Fig. 1.

MtDNA heteroplasmy modulates metabolites and histone modifications. (A) Seven mtDNA m.3243A > G heteroplasmic cell lines plus the ρ⁰ parent cells were cultured in parallel for metabolite (j = 15) and histone modification (i = 107) quantification by liquid chromatography tandem mass spectrometry.

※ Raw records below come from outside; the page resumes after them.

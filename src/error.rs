//! Error types for the cache engine
//!
//! Provides unified error handling using thiserror.

use thiserror::Error;

// == Cache Error Enum ==
/// Unified error type for the cache engine and its worker pool.
///
/// A plain miss is never an error: reads return `Ok(None)` for it.
#[derive(Error, Debug, Clone, PartialEq, Eq)]
pub enum CacheError {
    /// Empty key, zero TTL, empty pattern
    #[error("Invalid argument: {0}")]
    InvalidArgument(String),

    /// Stored value cannot be read as the requested type
    #[error("Type mismatch for key '{key}': expected {expected}, found {found}")]
    TypeMismatch {
        key: String,
        expected: &'static str,
        found: &'static str,
    },

    /// Worker pool queue is full
    #[error("Task rejected: {0}")]
    Rejected(String),

    /// Worker pool runtime could not be started
    #[error("Worker pool failed to start: {0}")]
    PoolInit(String),

    /// Worker pool no longer accepts tasks
    #[error("Worker pool is shut down")]
    PoolShutdown,

    /// An async task failed; only ever logged by the worker
    #[error("Async task failed: {0}")]
    TaskFailed(String),
}

impl CacheError {
    /// Shorthand for an `InvalidArgument` error.
    pub fn invalid(msg: impl Into<String>) -> Self {
        CacheError::InvalidArgument(msg.into())
    }
}

// == Result Type Alias ==
/// Convenience Result type for the cache engine.
pub type Result<T> = std::result::Result<T, CacheError>;
//! Cache Engine Module
//!
//! Public cache contract layered over the entry store and expiration policy.

use std::any::{type_name, Any};
use std::sync::Arc;
use std::time::{Duration, Instant};

use tracing::debug;

use crate::cache::expiry;
use crate::cache::{CacheEntry, CacheStats, CachedValue, EntryStore, KeyPattern, StatsRecorder};
use crate::config::Config;
use crate::error::{CacheError, Result};

// == Local Cache ==
/// In-process key/value cache with per-entry TTL and sliding expiration.
///
/// Cloning is cheap and every clone shares the same store, so a handle can
/// be moved into background tasks.
///
/// # Example
/// ```
/// use slidecache::LocalCache;
/// use std::time::Duration;
///
/// let cache = LocalCache::new();
/// cache.set_with_ttl("user:1", 42u64, Duration::from_secs(60)).unwrap();
/// assert_eq!(cache.get::<u64>("user:1").unwrap(), Some(42));
/// assert_eq!(cache.get::<u64>("user:2").unwrap(), None);
/// ```
#[derive(Debug, Clone)]
pub struct LocalCache {
    inner: Arc<CacheInner>,
}

#[derive(Debug)]
struct CacheInner {
    store: EntryStore,
    stats: StatsRecorder,
    debug_log: bool,
}

/// Outcome of a read-and-refresh performed under the entry lock.
enum Refresh<T> {
    Hit(T),
    Expired(u64),
    Mismatch(&'static str),
}

impl LocalCache {
    // == Constructor ==
    pub fn new() -> Self {
        Self::build(false)
    }

    /// Creates a cache honoring the engine settings of `config`.
    pub fn with_config(config: &Config) -> Self {
        Self::build(config.debug_log)
    }

    fn build(debug_log: bool) -> Self {
        Self {
            inner: Arc::new(CacheInner {
                store: EntryStore::new(),
                stats: StatsRecorder::new(),
                debug_log,
            }),
        }
    }

    // == Set ==
    /// Stores `value` with no expiration, replacing any existing entry.
    pub fn set<V>(&self, key: impl Into<String>, value: V) -> Result<()>
    where
        V: Any + Send + Sync,
    {
        self.insert(key.into(), CachedValue::new(value), None)
    }

    /// Stores `value` so that it expires `ttl` from now.
    ///
    /// # Errors
    /// `InvalidArgument` if `ttl` is zero or the key is empty.
    pub fn set_with_ttl<V>(&self, key: impl Into<String>, value: V, ttl: Duration) -> Result<()>
    where
        V: Any + Send + Sync,
    {
        validate_ttl(ttl)?;
        self.insert(key.into(), CachedValue::new(value), Some(ttl))
    }

    fn insert(&self, key: String, value: CachedValue, ttl: Option<Duration>) -> Result<()> {
        validate_key(&key)?;
        if self.inner.debug_log {
            debug!(key = %key, ttl = ?ttl, type_name = value.type_name(), "cache write");
        }
        let entry = CacheEntry::new(value, ttl, Instant::now());
        self.inner.store.put(key, entry);
        Ok(())
    }

    // == Get ==
    /// Reads the value for `key` as `T`.
    ///
    /// Returns `Ok(None)` when the key is absent or expired. An expired entry
    /// found here is reclaimed on the spot.
    ///
    /// # Errors
    /// `TypeMismatch` if the stored value cannot be read as `T`.
    pub fn get<T: Any + Clone>(&self, key: &str) -> Result<Option<T>> {
        validate_key(key)?;
        let now = Instant::now();

        let Some(entry) = self.inner.store.get_if_present(key) else {
            return Ok(self.miss(key));
        };

        if !expiry::is_visible(&entry, now) {
            self.reclaim(key, entry.stamp, now);
            return Ok(self.miss(key));
        }

        match entry.value.read::<T>() {
            Some(value) => {
                self.hit(key);
                Ok(Some(value))
            }
            None => Err(self.mismatch::<T>(key, entry.value.type_name())),
        }
    }

    // == Get And Refresh ==
    /// Reads the value for `key` and, on a hit, moves its expiration to `now + ttl`.
    ///
    /// The read and the refresh happen under the same entry lock, so the
    /// returned value always belongs to the entry whose deadline moved. A
    /// miss or a type mismatch refreshes nothing.
    pub fn get_and_refresh<T: Any + Clone>(&self, key: &str, ttl: Duration) -> Result<Option<T>> {
        validate_key(key)?;
        validate_ttl(ttl)?;
        let now = Instant::now();

        let outcome = self.inner.store.update(key, |entry| {
            if !expiry::is_visible(entry, now) {
                return Refresh::Expired(entry.stamp);
            }
            match entry.value.read::<T>() {
                Some(value) => {
                    entry.refresh(ttl, now);
                    Refresh::Hit(value)
                }
                None => Refresh::Mismatch(entry.value.type_name()),
            }
        });

        match outcome {
            Some(Refresh::Hit(value)) => {
                self.hit(key);
                Ok(Some(value))
            }
            Some(Refresh::Expired(stamp)) => {
                self.reclaim(key, stamp, now);
                Ok(self.miss(key))
            }
            Some(Refresh::Mismatch(found)) => Err(self.mismatch::<T>(key, found)),
            None => Ok(self.miss(key)),
        }
    }

    // == Delete ==
    /// Removes the entry for `key`. Deleting an absent key is a no-op.
    ///
    /// Returns whether an entry was removed.
    pub fn delete(&self, key: &str) -> Result<bool> {
        validate_key(key)?;
        let removed = self.inner.store.remove(key);
        if self.inner.debug_log {
            debug!(key, removed, "cache delete");
        }
        Ok(removed)
    }

    // == Delete By Pattern ==
    /// Removes every entry whose key matches the glob `pattern`.
    ///
    /// Returns the number of entries removed.
    pub fn delete_by_pattern(&self, pattern: &str) -> Result<usize> {
        let pattern = KeyPattern::compile(pattern)?;
        let removed = self.inner.store.remove_matching(|key| pattern.matches(key));
        self.inner.stats.record_pattern_deleted(removed);
        if self.inner.debug_log {
            debug!(pattern = ?pattern, removed, "cache pattern delete");
        }
        Ok(removed)
    }

    // == Lookups ==
    /// Returns true if `key` holds a visible entry.
    pub fn contains_key(&self, key: &str) -> bool {
        let now = Instant::now();
        match self.inner.store.get_if_present(key) {
            Some(entry) if expiry::is_visible(&entry, now) => true,
            Some(entry) => {
                self.reclaim(key, entry.stamp, now);
                false
            }
            None => false,
        }
    }

    /// Remaining lifetime of `key`.
    ///
    /// Outer `None` means the key is not visible; `Some(None)` means the entry
    /// never expires.
    pub fn ttl_remaining(&self, key: &str) -> Option<Option<Duration>> {
        let now = Instant::now();
        self.inner
            .store
            .get_if_present(key)
            .filter(|entry| expiry::is_visible(entry, now))
            .map(|entry| entry.ttl_remaining(now))
    }

    /// Visible keys matching `pattern`. Nothing is removed.
    pub fn keys_matching(&self, pattern: &str) -> Result<Vec<String>> {
        let pattern = KeyPattern::compile(pattern)?;
        let now = Instant::now();
        Ok(self
            .inner
            .store
            .keys_where(|key, entry| expiry::is_visible(entry, now) && pattern.matches(key)))
    }

    // == Maintenance ==
    /// Runs one active expiration pass.
    ///
    /// With `max_scan`, at most that many scheduled deadlines are consumed,
    /// rotating across the deadline lanes from pass to pass, so a pass costs
    /// the same however large the store is. Returns entries reclaimed.
    pub fn purge_expired(&self, max_scan: Option<usize>) -> usize {
        let removed = expiry::sweep(&self.inner.store, Instant::now(), max_scan);
        self.inner.stats.record_swept(removed);
        removed
    }

    /// Removes every entry. Returns the approximate count removed.
    pub fn clear(&self) -> usize {
        self.inner.store.clear()
    }

    /// Physical entry count, including expired entries not yet reclaimed.
    pub fn len(&self) -> usize {
        self.inner.store.len()
    }

    pub fn is_empty(&self) -> bool {
        self.inner.store.is_empty()
    }

    pub fn stats(&self) -> CacheStats {
        self.inner.stats.snapshot(self.inner.store.len())
    }

    // == Bookkeeping ==
    fn hit(&self, key: &str) {
        self.inner.stats.record_hit();
        if self.inner.debug_log {
            debug!(key, "cache hit");
        }
    }

    fn miss<T>(&self, key: &str) -> Option<T> {
        self.inner.stats.record_miss();
        if self.inner.debug_log {
            debug!(key, "cache miss");
        }
        None
    }

    fn mismatch<T>(&self, key: &str, found: &'static str) -> CacheError {
        self.inner.stats.record_type_mismatch();
        CacheError::TypeMismatch {
            key: key.to_string(),
            expected: type_name::<T>(),
            found,
        }
    }

    fn reclaim(&self, key: &str, stamp: u64, now: Instant) {
        if expiry::reclaim(&self.inner.store, key, stamp, now) {
            self.inner.stats.record_lazy_reclaim();
        }
    }
}

impl Default for LocalCache {
    fn default() -> Self {
        Self::new()
    }
}

fn validate_key(key: &str) -> Result<()> {
    if key.is_empty() {
        return Err(CacheError::invalid("key must not be empty"));
    }
    Ok(())
}

fn validate_ttl(ttl: Duration) -> Result<()> {
    if ttl.is_zero() {
        return Err(CacheError::invalid("ttl must be positive"));
    }
    Ok(())
}
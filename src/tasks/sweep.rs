//! Active Expiration Task
//!
//! Background task that periodically reclaims expired cache entries that
//! nobody reads anymore.

use std::time::Duration;

use tokio::task::JoinHandle;
use tokio::time::MissedTickBehavior;
use tracing::{debug, info};

use crate::cache::LocalCache;

/// Spawns a background task that periodically sweeps expired entries.
///
/// Each tick runs [`LocalCache::purge_expired`], which pops due deadlines
/// and removes their entries one key at a time, so `get`/`set`/`delete`
/// callers are never blocked for the length of a pass.
///
/// # Arguments
/// * `cache` - Handle to the cache to sweep
/// * `interval` - Time between sweep passes
/// * `batch` - Maximum deadlines consumed per pass, `None` for every due deadline
///
/// # Returns
/// A JoinHandle for the spawned task; abort it to stop sweeping.
///
/// # Example
/// ```ignore
/// let cache = LocalCache::new();
/// let sweeper = spawn_sweep_task(cache.clone(), Duration::from_secs(1), None);
/// // Later, during shutdown:
/// sweeper.abort();
/// ```
pub fn spawn_sweep_task(
    cache: LocalCache,
    interval: Duration,
    batch: Option<usize>,
) -> JoinHandle<()> {
    tokio::spawn(async move {
        info!(interval_ms = interval.as_millis() as u64, ?batch, "Starting expiration sweep task");

        let mut ticker = tokio::time::interval(interval.max(Duration::from_millis(1)));
        ticker.set_missed_tick_behavior(MissedTickBehavior::Delay);
        // The first tick completes immediately
        ticker.tick().await;

        loop {
            ticker.tick().await;

            let removed = cache.purge_expired(batch);

            if removed > 0 {
                debug!(removed, remaining = cache.len(), "Sweep reclaimed expired entries");
            } else {
                debug!("Sweep found no expired entries");
            }
        }
    })
}
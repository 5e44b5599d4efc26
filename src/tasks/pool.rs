//! Async Worker Pool
//!
//! Runs fire-and-forget cache writes and deletes off the caller's thread.
//!
//! The pool owns a dedicated multi-thread tokio runtime whose workers pull
//! tasks from one bounded queue. When the queue is full, `submit` rejects the
//! task and reports it (`CacheError::Rejected`); it never blocks and never
//! runs the task on the caller's thread. There is no per-key ordering: a write
//! and a delete for the same key submitted back to back may run in either order.

use std::any::Any;
use std::fmt;
use std::panic::{self, AssertUnwindSafe};
use std::sync::atomic::{AtomicU64, Ordering};
use std::sync::{Arc, Mutex, MutexGuard, PoisonError, RwLock};
use std::time::Duration;

use serde::Serialize;
use tokio::runtime::{Builder, Runtime};
use tokio::sync::mpsc::error::TrySendError;
use tokio::sync::{mpsc, watch, Mutex as AsyncMutex};
use tracing::{debug, error, info, warn};

use crate::cache::LocalCache;
use crate::error::{CacheError, Result};

/// A unit of work accepted by the pool.
pub type Task = Box<dyn FnOnce() -> Result<()> + Send + 'static>;

// == Pool Config ==
#[derive(Debug, Clone, PartialEq, Eq)]
pub struct PoolConfig {
    /// Worker count, also the runtime's thread count
    pub workers: usize,
    /// Maximum number of queued, not yet running tasks
    pub queue_capacity: usize,
    /// How long `shutdown` waits for running tasks to finish
    pub shutdown_grace: Duration,
}

impl Default for PoolConfig {
    fn default() -> Self {
        Self {
            workers: 4,
            queue_capacity: 10_000,
            shutdown_grace: Duration::from_millis(500),
        }
    }
}

// == Pool Stats ==
#[derive(Debug, Default)]
struct PoolCounters {
    submitted: AtomicU64,
    completed: AtomicU64,
    failed: AtomicU64,
    rejected: AtomicU64,
    discarded: AtomicU64,
}

/// Snapshot of worker pool activity.
#[derive(Debug, Clone, Default, PartialEq, Eq, Serialize)]
pub struct PoolStats {
    /// Tasks accepted into the queue
    pub submitted: u64,
    /// Tasks that ran and returned Ok
    pub completed: u64,
    /// Tasks that returned an error or panicked
    pub failed: u64,
    /// Tasks refused because the queue was full
    pub rejected: u64,
    /// Queued tasks dropped at shutdown
    pub discarded: u64,
}

static GLOBAL_POOL: Mutex<Option<Arc<WorkerPool>>> = Mutex::new(None);

// == Worker Pool ==
pub struct WorkerPool {
    config: PoolConfig,
    sender: RwLock<Option<mpsc::Sender<Task>>>,
    receiver: Arc<AsyncMutex<mpsc::Receiver<Task>>>,
    shutdown_tx: watch::Sender<bool>,
    runtime: Mutex<Option<Runtime>>,
    counters: Arc<PoolCounters>,
}

impl WorkerPool {
    // == Constructor ==
    /// Starts a pool with its own runtime and `config.workers` workers.
    ///
    /// Use this for scoped instances (tests, components with their own
    /// lifecycle); [`WorkerPool::acquire`] hands out the process-wide one.
    pub fn new(config: PoolConfig) -> Result<Self> {
        let workers = config.workers.max(1);
        let runtime = Builder::new_multi_thread()
            .worker_threads(workers)
            .thread_name("cache-worker")
            .enable_time()
            .build()
            .map_err(|e| CacheError::PoolInit(e.to_string()))?;

        let (sender, receiver) = mpsc::channel::<Task>(config.queue_capacity.max(1));
        let receiver = Arc::new(AsyncMutex::new(receiver));
        let (shutdown_tx, _) = watch::channel(false);
        let counters = Arc::new(PoolCounters::default());

        for id in 0..workers {
            runtime.spawn(worker_loop(
                id,
                Arc::clone(&receiver),
                shutdown_tx.subscribe(),
                Arc::clone(&counters),
            ));
        }

        info!(
            workers,
            queue_capacity = config.queue_capacity,
            "Cache worker pool started"
        );

        Ok(Self {
            config,
            sender: RwLock::new(Some(sender)),
            receiver,
            shutdown_tx,
            runtime: Mutex::new(Some(runtime)),
            counters,
        })
    }

    // == Process-Wide Instance ==
    /// Returns the process-wide pool, starting it on first use.
    ///
    /// `config` only matters when the pool is started; later calls share the
    /// running instance. After [`WorkerPool::shutdown_global`] the next call
    /// starts a fresh pool.
    pub fn acquire(config: &PoolConfig) -> Result<Arc<WorkerPool>> {
        let mut slot = lock(&GLOBAL_POOL);
        if let Some(pool) = slot.as_ref().filter(|pool| !pool.is_shutdown()) {
            return Ok(Arc::clone(pool));
        }

        let pool = Arc::new(WorkerPool::new(config.clone())?);
        *slot = Some(Arc::clone(&pool));
        Ok(pool)
    }

    /// Shuts down the process-wide pool, if one was started.
    pub fn shutdown_global() {
        let pool = lock(&GLOBAL_POOL).take();
        if let Some(pool) = pool {
            pool.shutdown();
        }
    }

    // == Submit ==
    /// Queues `task` for a background worker and returns immediately.
    ///
    /// # Errors
    /// - `Rejected` when the queue is full
    /// - `PoolShutdown` after [`WorkerPool::shutdown`]
    pub fn submit<F>(&self, task: F) -> Result<()>
    where
        F: FnOnce() -> Result<()> + Send + 'static,
    {
        let guard = self.sender.read().unwrap_or_else(PoisonError::into_inner);
        let Some(sender) = guard.as_ref() else {
            return Err(CacheError::PoolShutdown);
        };

        match sender.try_send(Box::new(task)) {
            Ok(()) => {
                self.counters.submitted.fetch_add(1, Ordering::Relaxed);
                Ok(())
            }
            Err(TrySendError::Full(_)) => {
                self.counters.rejected.fetch_add(1, Ordering::Relaxed);
                warn!(
                    capacity = self.config.queue_capacity,
                    "Cache worker queue full, task rejected"
                );
                Err(CacheError::Rejected(format!(
                    "worker queue full (capacity {})",
                    self.config.queue_capacity
                )))
            }
            Err(TrySendError::Closed(_)) => Err(CacheError::PoolShutdown),
        }
    }

    /// Queues a write of `value` under `key`, with an optional TTL.
    pub fn submit_set<V>(
        &self,
        cache: &LocalCache,
        key: impl Into<String>,
        value: V,
        ttl: Option<Duration>,
    ) -> Result<()>
    where
        V: Any + Send + Sync,
    {
        let cache = cache.clone();
        let key = key.into();
        self.submit(move || match ttl {
            Some(ttl) => cache.set_with_ttl(key, value, ttl),
            None => cache.set(key, value),
        })
    }

    /// Queues a delete of `key`.
    pub fn submit_delete(&self, cache: &LocalCache, key: impl Into<String>) -> Result<()> {
        let cache = cache.clone();
        let key = key.into();
        self.submit(move || cache.delete(&key).map(|_| ()))
    }

    /// Queues a pattern delete.
    pub fn submit_delete_by_pattern(
        &self,
        cache: &LocalCache,
        pattern: impl Into<String>,
    ) -> Result<()> {
        let cache = cache.clone();
        let pattern = pattern.into();
        self.submit(move || cache.delete_by_pattern(&pattern).map(|_| ()))
    }

    // == Shutdown ==
    /// Stops accepting tasks, discards what is still queued and stops the workers.
    ///
    /// A task already running always finishes, but shutdown only waits
    /// `shutdown_grace` for it. Called from inside a tokio runtime, the pool
    /// is released without waiting. Calling this twice is a no-op.
    pub fn shutdown(&self) {
        let Some(runtime) = lock(&self.runtime).take() else {
            return;
        };

        self.sender
            .write()
            .unwrap_or_else(PoisonError::into_inner)
            .take();
        let _ = self.shutdown_tx.send(true);

        if tokio::runtime::Handle::try_current().is_ok() {
            runtime.shutdown_background();
        } else {
            runtime.shutdown_timeout(self.config.shutdown_grace);
        }

        let discarded = self.drain_pending();
        self.counters
            .discarded
            .fetch_add(discarded as u64, Ordering::Relaxed);

        if discarded > 0 {
            warn!(discarded, "Cache worker pool shut down, queued tasks discarded");
        } else {
            info!("Cache worker pool shut down");
        }
    }

    fn drain_pending(&self) -> usize {
        match self.receiver.try_lock() {
            Ok(mut receiver) => {
                receiver.close();
                let mut discarded = 0;
                while receiver.try_recv().is_ok() {
                    discarded += 1;
                }
                discarded
            }
            // A worker abandoned by shutdown_background may still hold it
            Err(_) => {
                debug!("Cache worker queue still locked at shutdown, pending tasks not counted");
                0
            }
        }
    }

    pub fn is_shutdown(&self) -> bool {
        lock(&self.runtime).is_none()
    }

    pub fn config(&self) -> &PoolConfig {
        &self.config
    }

    pub fn stats(&self) -> PoolStats {
        PoolStats {
            submitted: self.counters.submitted.load(Ordering::Relaxed),
            completed: self.counters.completed.load(Ordering::Relaxed),
            failed: self.counters.failed.load(Ordering::Relaxed),
            rejected: self.counters.rejected.load(Ordering::Relaxed),
            discarded: self.counters.discarded.load(Ordering::Relaxed),
        }
    }
}

impl fmt::Debug for WorkerPool {
    fn fmt(&self, f: &mut fmt::Formatter<'_>) -> fmt::Result {
        f.debug_struct("WorkerPool")
            .field("config", &self.config)
            .field("shutdown", &self.is_shutdown())
            .finish_non_exhaustive()
    }
}

impl Drop for WorkerPool {
    fn drop(&mut self) {
        let runtime = self
            .runtime
            .get_mut()
            .unwrap_or_else(PoisonError::into_inner)
            .take();
        if let Some(runtime) = runtime {
            runtime.shutdown_background();
        }
    }
}

// == Worker ==
async fn worker_loop(
    id: usize,
    receiver: Arc<AsyncMutex<mpsc::Receiver<Task>>>,
    mut shutdown_rx: watch::Receiver<bool>,
    counters: Arc<PoolCounters>,
) {
    debug!(worker = id, "Cache worker started");

    loop {
        let next = {
            let mut receiver = receiver.lock().await;
            tokio::select! {
                biased;
                _ = shutdown_rx.changed() => None,
                task = receiver.recv() => task,
            }
        };

        let Some(task) = next else {
            break;
        };
        run_task(id, task, &counters);
    }

    debug!(worker = id, "Cache worker stopped");
}

/// Runs one task; errors and panics are logged and never escape the worker.
fn run_task(worker: usize, task: Task, counters: &PoolCounters) {
    match panic::catch_unwind(AssertUnwindSafe(task)) {
        Ok(Ok(())) => {
            counters.completed.fetch_add(1, Ordering::Relaxed);
        }
        Ok(Err(err)) => {
            counters.failed.fetch_add(1, Ordering::Relaxed);
            let err = CacheError::TaskFailed(err.to_string());
            warn!(worker, error = %err, "Async cache task failed");
        }
        Err(payload) => {
            counters.failed.fetch_add(1, Ordering::Relaxed);
            error!(worker, panic = panic_message(&*payload), "Async cache task panicked");
        }
    }
}

fn panic_message(payload: &(dyn Any + Send)) -> &str {
    payload
        .downcast_ref::<&'static str>()
        .copied()
        .or_else(|| payload.downcast_ref::<String>().map(String::as_str))
        .unwrap_or("non-string panic payload")
}

fn lock<T>(mutex: &Mutex<T>) -> MutexGuard<'_, T> {
    mutex.lock().unwrap_or_else(PoisonError::into_inner)
}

Spearman correlation coefficient was calculated for each histone modification (unmod = unmodified peptide) against each metabolite (blue = positive, red = negative, and blank = no correlation), with the color intensity corresponding to correlation strength (significance = P < 0.05). (Example #1, blue box) Positive association between acetyl-CoA levels and histone H4 acetylation of lysines 8 (K8) and 16 (K16) across heteroplasmy levels. (Example #2, red box) Negative association between αKG/succinate ratio and histone H3 lysine 9 di- (me²) and trimethylation (me³) across heteroplasmy levels. Each point represents a measurement and lines represent local regression of the mean (R-software loess), n = 3. (B) Heat map of histone acetylation modifications of 0% and 100% m.3243G lines (n = 3), showing a dramatic effect of mtDNA genotype on the histone epigenome. (C) List of top 20 histone modifications ranked by P value, showing the strong effect on mtDNA genotype on H4K5, K8, K12, and K16 acetylation (n = 3). Although it can be argued that modification level changes at a particular site are not independent of either other changes at that site or overall changes in the associated peptide, we also include P values with an arbitrary correction factor, allowing a false discovery rate of 1% (adjusted P value).